In the USA, refineries are set to process more crude as they come back online after Hurricane Harvey led gasoline inventories to tumble the most on record last week.
Futures gained 2.2 per cent in NY.
The assessment echoed a report by the Organization of Petroleum Exporting Countries forecasting higher demand for its oil in 2018 and pointing to signs of a tighter global market.
The IEA's stronger demand estimate have helped lift oil prices, Matthew Beck, managing director of a US$8 billion (RM33.6 billion) oil and natural gas bond and private-equity portfolio at John Hancock Financial Services Inc in Boston, said by telephone.
Crude oil production that was shuttered in the wake of Harvey have began to return to service, with output rising to 9.4 million barrels per day in the week to September 8 from 8.8 million bpd a week earlier.
The 12 members of OPEC bound by a supply-cutting pact raised their compliance to 82 percent in August from 75 percent in July.
Phil Flynn, senior market analyst at Price Futures Group, said the weekly drop was the largest in history and that the storms were to blame. "There's more of a bullish mood out there".
The West Texas Intermediate for October delivery was up 1.07 USA dollars to settle at 49.30 dollars a barrel on the New York Mercantile Exchange, while Brent crude for November delivery rose 0.89 dollar to close at 55.16 dollars a barrel on the London ICE Futures Exchange. Total volume traded was about 13% above the 100-day average.

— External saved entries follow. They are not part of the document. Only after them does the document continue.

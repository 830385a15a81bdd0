//! Arithmetic, logical and bitwise operators.
//!
//! Binary operators pop the right operand first. Scalars are brought to a
//! common kind with [`normalize`] before the operation; integer arithmetic
//! wraps within the operand kind.

use super::Context;
use crate::{
    errors::{EgoError, ErrorKind, RunResult},
    value::{Array, Kind, Value, normalize},
};

#[derive(Debug, Clone, Copy, PartialEq, Eq)]
enum Arith {
    Add,
    Sub,
    Mul,
    Div,
    Mod,
}

fn invalid_operands(a: &Value, b: &Value) -> EgoError {
    EgoError::new(ErrorKind::InvalidType).context(format!("{}, {}", a.kind(), b.kind()))
}

fn is_integer(kind: Kind) -> bool {
    matches!(kind, Kind::Byte | Kind::Int32 | Kind::Int | Kind::Int64)
}

/// Narrows an `i64` result back to the operand kind, wrapping.
fn integer_of_kind(kind: Kind, v: i64) -> Value {
    match kind {
        Kind::Byte => Value::Byte(v as u8),
        Kind::Int32 => Value::Int32(v as i32),
        Kind::Int64 => Value::Int64(v),
        _ => Value::Int(v),
    }
}

fn integer(op: Arith, x: i64, y: i64) -> RunResult<i64> {
    if matches!(op, Arith::Div | Arith::Mod) && y == 0 {
        return Err(ErrorKind::DivisionByZero.into());
    }
    Ok(match op {
        Arith::Add => x.wrapping_add(y),
        Arith::Sub => x.wrapping_sub(y),
        Arith::Mul => x.wrapping_mul(y),
        Arith::Div => x.wrapping_div(y),
        Arith::Mod => x.wrapping_rem(y),
    })
}

fn float(op: Arith, x: f64, y: f64) -> RunResult<f64> {
    if matches!(op, Arith::Div | Arith::Mod) && y == 0.0 {
        return Err(ErrorKind::DivisionByZero.into());
    }
    Ok(match op {
        Arith::Add => x + y,
        Arith::Sub => x - y,
        Arith::Mul => x * y,
        Arith::Div => x / y,
        Arith::Mod => x % y,
    })
}

/// Applies `op` to two operands already normalized to one numeric kind.
fn arithmetic(op: Arith, a: &Value, b: &Value) -> RunResult<Value> {
    match (a, b) {
        (Value::Float64(x), Value::Float64(y)) => Ok(Value::Float64(float(op, *x, *y)?)),
        (Value::Float32(x), Value::Float32(y)) => Ok(Value::Float32(float(op, f64::from(*x), f64::from(*y))? as f32)),
        (a, b) if is_integer(a.kind()) && a.kind() == b.kind() => {
            Ok(integer_of_kind(a.kind(), integer(op, a.as_int()?, b.as_int()?)?))
        }
        (a, b) => Err(invalid_operands(a, b)),
    }
}

impl Context {
    /// Pops the right then the left operand; nil on either side is an error.
    fn pop_operands(&mut self) -> RunResult<(Value, Value)> {
        let b = self.pop_value()?.into_unwrapped();
        let a = self.pop_value()?.into_unwrapped();
        if a.is_null() || b.is_null() {
            return Err(invalid_operands(&a, &b));
        }
        Ok((a, b))
    }

    /// In static mode, values added to a typed array must have its element type.
    pub(super) fn check_elements(&self, array: &Array, values: &[Value]) -> RunResult<()> {
        let element = array.element_type();
        if !self.static_types || element.is_interface() {
            return Ok(());
        }
        match values.iter().find(|v| !element.is_type(&v.type_of())) {
            Some(v) => Err(EgoError::new(ErrorKind::InvalidType).context(v.kind())),
            None => Ok(()),
        }
    }

    /// Numeric addition, string concatenation, array concatenation or
    /// append, map merge, and logical or for booleans.
    pub(super) fn op_add(&mut self, _operand: &Value) -> RunResult<()> {
        let (a, b) = self.pop_operands()?;
        let v = match (a, b) {
            (Value::Error(e), b) => Value::String(format!("{e}{b}")),
            (Value::Array(x), Value::Array(y)) => {
                let tail = y.values();
                self.check_elements(&x, &tail)?;
                let mut values = x.values();
                values.extend(tail);
                Value::Array(Array::new(x.element_type(), values))
            }
            (Value::Array(x), b) => {
                self.check_elements(&x, std::slice::from_ref(&b))?;
                let mut values = x.values();
                values.push(b);
                Value::Array(Array::new(x.element_type(), values))
            }
            (Value::Map(x), Value::Map(y)) => {
                let merged = x.deep_copy();
                merged.merge(&y)?;
                Value::Map(merged)
            }
            (a @ Value::Map(_), b) => return Err(invalid_operands(&a, &b)),
            (a, b) => match normalize(a, b)? {
                (Value::String(x), Value::String(y)) => Value::String(x + &y),
                (Value::Bool(x), Value::Bool(y)) => Value::Bool(x || y),
                (a, b) => arithmetic(Arith::Add, &a, &b)?,
            },
        };
        self.push(v);
        Ok(())
    }

    /// Numeric subtraction; removes matching elements from an array or every
    /// occurrence of a substring from a string.
    pub(super) fn op_sub(&mut self, _operand: &Value) -> RunResult<()> {
        let (a, b) = self.pop_operands()?;
        let v = match (a, b) {
            (Value::Array(x), b) => {
                let kept = x.values().into_iter().filter(|v| !v.equals(&b)).collect();
                Value::Array(Array::new(x.element_type(), kept))
            }
            (a, b) => match normalize(a, b)? {
                (Value::String(x), Value::String(y)) => Value::String(x.replace(&y, "")),
                (a, b) => arithmetic(Arith::Sub, &a, &b)?,
            },
        };
        self.push(v);
        Ok(())
    }

    /// Numeric multiplication; logical and for booleans.
    pub(super) fn op_mul(&mut self, _operand: &Value) -> RunResult<()> {
        let (a, b) = self.pop_operands()?;
        let v = match normalize(a, b)? {
            (Value::Bool(x), Value::Bool(y)) => Value::Bool(x && y),
            (a, b) => arithmetic(Arith::Mul, &a, &b)?,
        };
        self.push(v);
        Ok(())
    }

    pub(super) fn op_div(&mut self, _operand: &Value) -> RunResult<()> {
        let (a, b) = self.pop_operands()?;
        let (a, b) = normalize(a, b)?;
        let v = arithmetic(Arith::Div, &a, &b)?;
        self.push(v);
        Ok(())
    }

    pub(super) fn op_modulo(&mut self, _operand: &Value) -> RunResult<()> {
        let (a, b) = self.pop_operands()?;
        let (a, b) = normalize(a, b)?;
        let v = arithmetic(Arith::Mod, &a, &b)?;
        self.push(v);
        Ok(())
    }

    /// Integer powers stay integers; a negative exponent gives a float.
    pub(super) fn op_exp(&mut self, _operand: &Value) -> RunResult<()> {
        let (a, b) = self.pop_operands()?;
        let v = match normalize(a, b)? {
            (Value::Float64(x), Value::Float64(y)) => Value::Float64(x.powf(y)),
            (Value::Float32(x), Value::Float32(y)) => Value::Float32(x.powf(y)),
            (a, b) if is_integer(a.kind()) => {
                let (x, y) = (a.as_int()?, b.as_int()?);
                match u32::try_from(y) {
                    Ok(y) => integer_of_kind(a.kind(), x.wrapping_pow(y)),
                    Err(_) if y < 0 => Value::Float64((x as f64).powf(y as f64)),
                    Err(_) => return Err(EgoError::new(ErrorKind::InvalidValue).context(y)),
                }
            }
            (a, b) => return Err(invalid_operands(&a, &b)),
        };
        self.push(v);
        Ok(())
    }

    pub(super) fn op_and(&mut self, _operand: &Value) -> RunResult<()> {
        let (a, b) = self.pop_operands()?;
        self.push(Value::Bool(a.truthy() && b.truthy()));
        Ok(())
    }

    pub(super) fn op_or(&mut self, _operand: &Value) -> RunResult<()> {
        let (a, b) = self.pop_operands()?;
        self.push(Value::Bool(a.truthy() || b.truthy()));
        Ok(())
    }

    /// Logical not for booleans, arithmetic negation for numbers, and
    /// reversal for arrays.
    pub(super) fn op_negate(&mut self, _operand: &Value) -> RunResult<()> {
        let v = match self.pop_value()?.into_unwrapped() {
            Value::Bool(b) => Value::Bool(!b),
            Value::Byte(i) => Value::Byte(i.wrapping_neg()),
            Value::Int32(i) => Value::Int32(i.wrapping_neg()),
            Value::Int(i) => Value::Int(i.wrapping_neg()),
            Value::Int64(i) => Value::Int64(i.wrapping_neg()),
            Value::Float32(f) => Value::Float32(-f),
            Value::Float64(f) => Value::Float64(-f),
            Value::Array(a) => Value::Array(a.reversed()),
            other => return Err(EgoError::new(ErrorKind::InvalidType).context(other.kind())),
        };
        self.push(v);
        Ok(())
    }

    fn bitwise(&mut self, f: fn(i64, i64) -> i64) -> RunResult<()> {
        let (a, b) = self.pop_operands()?;
        let (a, b) = normalize(a, b)?;
        if !is_integer(a.kind()) {
            return Err(invalid_operands(&a, &b));
        }
        let v = integer_of_kind(a.kind(), f(a.as_int()?, b.as_int()?));
        self.push(v);
        Ok(())
    }

    pub(super) fn op_bit_and(&mut self, _operand: &Value) -> RunResult<()> {
        self.bitwise(|x, y| x & y)
    }

    pub(super) fn op_bit_or(&mut self, _operand: &Value) -> RunResult<()> {
        self.bitwise(|x, y| x | y)
    }

    /// `[value, shift]`: a positive shift moves right, a negative one left.
    pub(super) fn op_bit_shift(&mut self, _operand: &Value) -> RunResult<()> {
        let (value, shift) = self.pop_operands()?;
        if !is_integer(value.kind()) {
            return Err(invalid_operands(&value, &shift));
        }
        let shift = shift.as_int()?;
        if !(-63..=63).contains(&shift) {
            return Err(EgoError::new(ErrorKind::InvalidValue).context(format!("bit shift {shift}")));
        }
        let x = value.as_int()?;
        let shifted = if shift < 0 { x << -shift } else { x >> shift };
        self.push(integer_of_kind(value.kind(), shifted));
        Ok(())
    }
}

#[cfg(test)]
mod tests {
    use pretty_assertions::assert_eq;

    use crate::{
        bytecode::{ByteCode, Opcode},
        errors::{ErrorKind, RunResult},
        symbols::{ROOT_TABLE, SymbolArena},
        value::{Array, Map, Type, Value},
        vm::Context,
    };

    fn binary(op: Opcode, a: impl Into<Value>, b: impl Into<Value>) -> RunResult<Value> {
        let mut code = ByteCode::new("binary");
        code.emit_with(Opcode::Push, a);
        code.emit_with(Opcode::Push, b);
        code.emit(op);
        let mut ctx = Context::new(SymbolArena::new(), ROOT_TABLE, code);
        ctx.run()?;
        ctx.pop()
    }

    #[test]
    fn test_numeric_arithmetic_widens() {
        assert_eq!(binary(Opcode::Add, 2, 3.5).unwrap(), Value::Float64(5.5));
        assert_eq!(binary(Opcode::Sub, 10_i64, 4_i32).unwrap(), Value::Int(6));
        assert_eq!(binary(Opcode::Mul, 6_i32, 7_i32).unwrap(), Value::Int32(42));
        assert_eq!(binary(Opcode::Div, 7_i64, 2_i64).unwrap(), Value::Int(3));
        assert_eq!(binary(Opcode::Modulo, 7_i64, 3_i64).unwrap(), Value::Int(1));
        assert_eq!(binary(Opcode::Exp, 2_i64, 10_i64).unwrap(), Value::Int(1024));
        assert_eq!(binary(Opcode::Exp, 2_i64, -1_i64).unwrap(), Value::Float64(0.5));
    }

    #[test]
    fn test_byte_arithmetic_wraps() {
        assert_eq!(binary(Opcode::Add, 250_u8, 10_u8).unwrap(), Value::Byte(4));
    }

    #[test]
    fn test_division_by_zero() {
        assert_eq!(binary(Opcode::Div, 1, 0).unwrap_err().kind(), ErrorKind::DivisionByZero);
        assert_eq!(binary(Opcode::Modulo, 1.0, 0.0).unwrap_err().kind(), ErrorKind::DivisionByZero);
    }

    #[test]
    fn test_nil_operand_is_invalid() {
        assert_eq!(binary(Opcode::Add, Value::Null, 1).unwrap_err().kind(), ErrorKind::InvalidType);
    }

    #[test]
    fn test_string_operators() {
        assert_eq!(binary(Opcode::Add, "ab", "cd").unwrap(), Value::from("abcd"));
        assert_eq!(binary(Opcode::Add, "n=", 3).unwrap(), Value::from("n=3"));
        assert_eq!(binary(Opcode::Sub, "banana", "an").unwrap(), Value::from("ba"));
    }

    #[test]
    fn test_boolean_add_is_or_and_mul_is_and() {
        assert_eq!(binary(Opcode::Add, true, false).unwrap(), Value::Bool(true));
        assert_eq!(binary(Opcode::Mul, true, false).unwrap(), Value::Bool(false));
    }

    #[test]
    fn test_array_operators() {
        let a = Value::list(vec![Value::Int(1), Value::Int(2), Value::Int(1)]);
        let b = Value::list(vec![Value::Int(3)]);
        assert_eq!(binary(Opcode::Add, a.clone(), b).unwrap().to_string(), "[1, 2, 1, 3]");
        assert_eq!(binary(Opcode::Add, a.clone(), 4).unwrap().to_string(), "[1, 2, 1, 4]");
        assert_eq!(binary(Opcode::Sub, a, 1).unwrap().to_string(), "[2]");
    }

    #[test]
    fn test_static_array_append_checks_element_type() {
        let ints = Value::Array(Array::new(Type::int(), vec![Value::Int(1)]));
        let mut code = ByteCode::new("binary");
        code.emit_with(Opcode::Push, ints);
        code.emit_with(Opcode::Push, "x");
        code.emit(Opcode::Add);
        let mut ctx = Context::new(SymbolArena::new(), ROOT_TABLE, code);
        ctx.set_static(true);
        assert_eq!(ctx.run().unwrap_err().kind(), ErrorKind::InvalidType);
    }

    #[test]
    fn test_map_add_merges_right_wins() {
        let left = Map::new(Type::string(), Type::int());
        left.set(Value::from("a"), Value::Int(1)).unwrap();
        left.set(Value::from("b"), Value::Int(2)).unwrap();
        let right = Map::new(Type::string(), Type::int());
        right.set(Value::from("b"), Value::Int(20)).unwrap();
        let merged = binary(Opcode::Add, Value::Map(left), Value::Map(right)).unwrap();
        let Value::Map(merged) = merged else {
            panic!("expected a map");
        };
        assert_eq!(merged.get(&Value::from("a")).unwrap(), Some(Value::Int(1)));
        assert_eq!(merged.get(&Value::from("b")).unwrap(), Some(Value::Int(20)));
    }

    #[test]
    fn test_negate() {
        let mut code = ByteCode::new("negate");
        code.emit_with(Opcode::Push, 5);
        code.emit(Opcode::Negate);
        code.emit_with(Opcode::Push, true);
        code.emit(Opcode::Negate);
        code.emit_with(Opcode::Push, Value::list(vec![Value::Int(1), Value::Int(2)]));
        code.emit(Opcode::Negate);
        let mut ctx = Context::new(SymbolArena::new(), ROOT_TABLE, code);
        ctx.run().unwrap();
        assert_eq!(ctx.format_stack(3), "[2, 1], false, -5");
    }

    #[test]
    fn test_bitwise() {
        assert_eq!(binary(Opcode::BitAnd, 12_i64, 10_i64).unwrap(), Value::Int(8));
        assert_eq!(binary(Opcode::BitOr, 12_i64, 3_i64).unwrap(), Value::Int(15));
        assert_eq!(binary(Opcode::BitShift, 16_i64, 2_i64).unwrap(), Value::Int(4));
        assert_eq!(binary(Opcode::BitShift, 1_i64, -4_i64).unwrap(), Value::Int(16));
        assert_eq!(binary(Opcode::BitShift, 1_i64, 64_i64).unwrap_err().kind(), ErrorKind::InvalidValue);
    }
}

Brent for November settlement increased 89 cents to end the session at US$55.16 on the London-based ICE Futures Europe exchange., the highest level since April. The global benchmark crude traded at a premium of $4.77 to WTI.
Oil tallied a third straight gain Wednesday, with USA prices settling at a five-week high and Brent at its highest since April, buoyed by a report from the International Energy Agency that showed global crude production fell for the first time in four months in August. "And yet this is hardly likely to happen", it said, saying Opec states Libya and Nigeria had not agreed to production cuts. "Depending on the pace of recovery for the USA refining industry post-Harvey, very soon OECD product stocks could fall to, or even below, the five-year level".
Earlier Wednesday, the EIA reported that U.S. crude stocks rose by 5.9 million barrels for the week ended September 8 while domestic United States crude output jumped by 572,000 barrels a day to 9.353 million barrels as more wells came back on line after the storm.
Crude oil futures continued to surge Wednesday after government data showed a massive drop in gasoline stockpiles. The oil market has been drowning in too much supply for three years, but at least for products (gasoline, diesel), inventories are getting close to average levels.
"Storage data is going to continue to be choppy, as it was this week, for the next few weeks", Beck said.
Just over half of all U.S. refinery capacity is located in the U.S. Gulf Coast (defined as Petroleum Administration for Defense District 3).